2001 CHEVROLET CORVETTE Z06 Chevrolet launched its highest-performance Corvette yet in 2001, the Z06. Intended as a track car, the Z06 came with a hotter version of the 5.7 V8, dubbed LS6, making 385 horsepower and 385 pound-feet of torque, a 35-horse bump over the standard LS1-powered 2001 Chevrolet Corvette. It also came with revised suspension, bigger brakes, bigger wheels and tires, enhanced cooling and much more. Interestingly, Chevy elected not to give the Z06 a more distinctive look, so they’re hard to spot. They look very much like a standard Corvette, except that they’re always made from the Fixed Roof Coupe (FRC) and the big giveaway: the big brake cooling ducts just ahead of the rear wheel openings.

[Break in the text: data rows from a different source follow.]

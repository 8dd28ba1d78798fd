//! Constraint identification.
//!
//! A constraint is identified by its package and name. Two constraints in the
//! same network must never share a full name.

use std::fmt;

/// Reference to a constraint.
///
/// # Example
///
/// ```
/// use streamforge_core::ConstraintRef;
///
/// let cr = ConstraintRef::new("queens", "Row conflict");
/// assert_eq!(cr.full_name(), "queens/Row conflict");
///
/// let bare = ConstraintRef::new("", "Row conflict");
/// assert_eq!(bare.full_name(), "Row conflict");
/// ```
#[derive(Debug, Clone, PartialEq, Eq, PartialOrd, Ord, Hash)]
#[cfg_attr(feature = "serde", derive(serde::Serialize, serde::Deserialize))]
pub struct ConstraintRef {
    /// Package the constraint belongs to; may be empty.
    pub package: String,
    /// Name of the constraint.
    pub name: String,
}

impl ConstraintRef {
    pub fn new(package: impl Into<String>, name: impl Into<String>) -> Self {
        Self {
            package: package.into(),
            name: name.into(),
        }
    }

    /// Splits `"package/name"` at the last `/`. A string without `/` is a bare name.
    pub fn parse(full_name: &str) -> Self {
        match full_name.rsplit_once('/') {
            Some((package, name)) => Self::new(package, name),
            None => Self::new("", full_name),
        }
    }

    /// Returns the fully qualified name.
    pub fn full_name(&self) -> String {
        if self.package.is_empty() {
            self.name.clone()
        } else {
            format!("{}/{}", self.package, self.name)
        }
    }
}

impl fmt::Display for ConstraintRef {
    fn fmt(&self, f: &mut fmt::Formatter<'_>) -> fmt::Result {
        if self.package.is_empty() {
            f.write_str(&self.name)
        } else {
            write!(f, "{}/{}", self.package, self.name)
        }
    }
}

/// Direction of a constraint's impact on the score.
#[derive(Debug, Clone, Copy, PartialEq, Eq, Hash)]
#[cfg_attr(feature = "serde", derive(serde::Serialize, serde::Deserialize))]
pub enum ImpactType {
    /// Subtract from the score.
    Penalty,
    /// Add to the score.
    Reward,
}

impl ImpactType {
    /// `-1` for penalties, `1` for rewards.
    #[inline]
    pub const fn sign(self) -> i64 {
        match self {
            ImpactType::Penalty => -1,
            ImpactType::Reward => 1,
        }
    }
}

WHAT MADE A 2001 CHEVROLET CORVETTE Z06?
The Z06 wasn’t just a tarted-up Corvette with a big engine. The changes and enhancements ran deep. Of course, it started with the new 385-horse LS6 V8, 6-speed only, a thicker aluminum driveshaft, and Z06-specific wheels and tires. And they were big! The rear wheels were 10.5 inches wide X 18, the fenders had to be widened to make room. Front wheels were 9.5″ X 17″. Despite their size, they were actually lighter than the standard Corvette wheels. Front tires were Goodyear Eagle F1 SC tires in 265/40ZR-17, and the rears are 295/35ZR-18s. These are ZR-rated tires. There were bigger and better brakes all around with greatly enhanced cooling, including those cool vents just ahead of the rear fenders. Upgraded suspension, chassis stiffening and lightweighting, including a titanium exhaust system made for a very fast, very stiff car that weighed about 40 pounds less than the standard 2001 Chevrolet Corvette, not easy considering all the added heavy duty components. The result of all this magic? The 2001 Chevrolet Corvette Z06 could hit 60mph from a standstill in just 4.5 seconds, blindingly fast in 2001. It took down the quarter-mile in 13 seconds flat at 113 mph.
2001 CHEVROLET CORVETTE Z06 ENGINE – THE LS6
For Z06 duty, Chevrolet beefed up the LS1 with better flowing cylinder heads, new intake manifold, freer-flowing thinwall exhaust manifolds, a hotter cam, lighter valve gear, better valve springs, lighter stronger pistons, and special “windows” cast into the block’s internal bulkheads to help expel the air being pushed down by the pistons. The results of all this magic were 385 horsepower and 385 pound-feet of torque.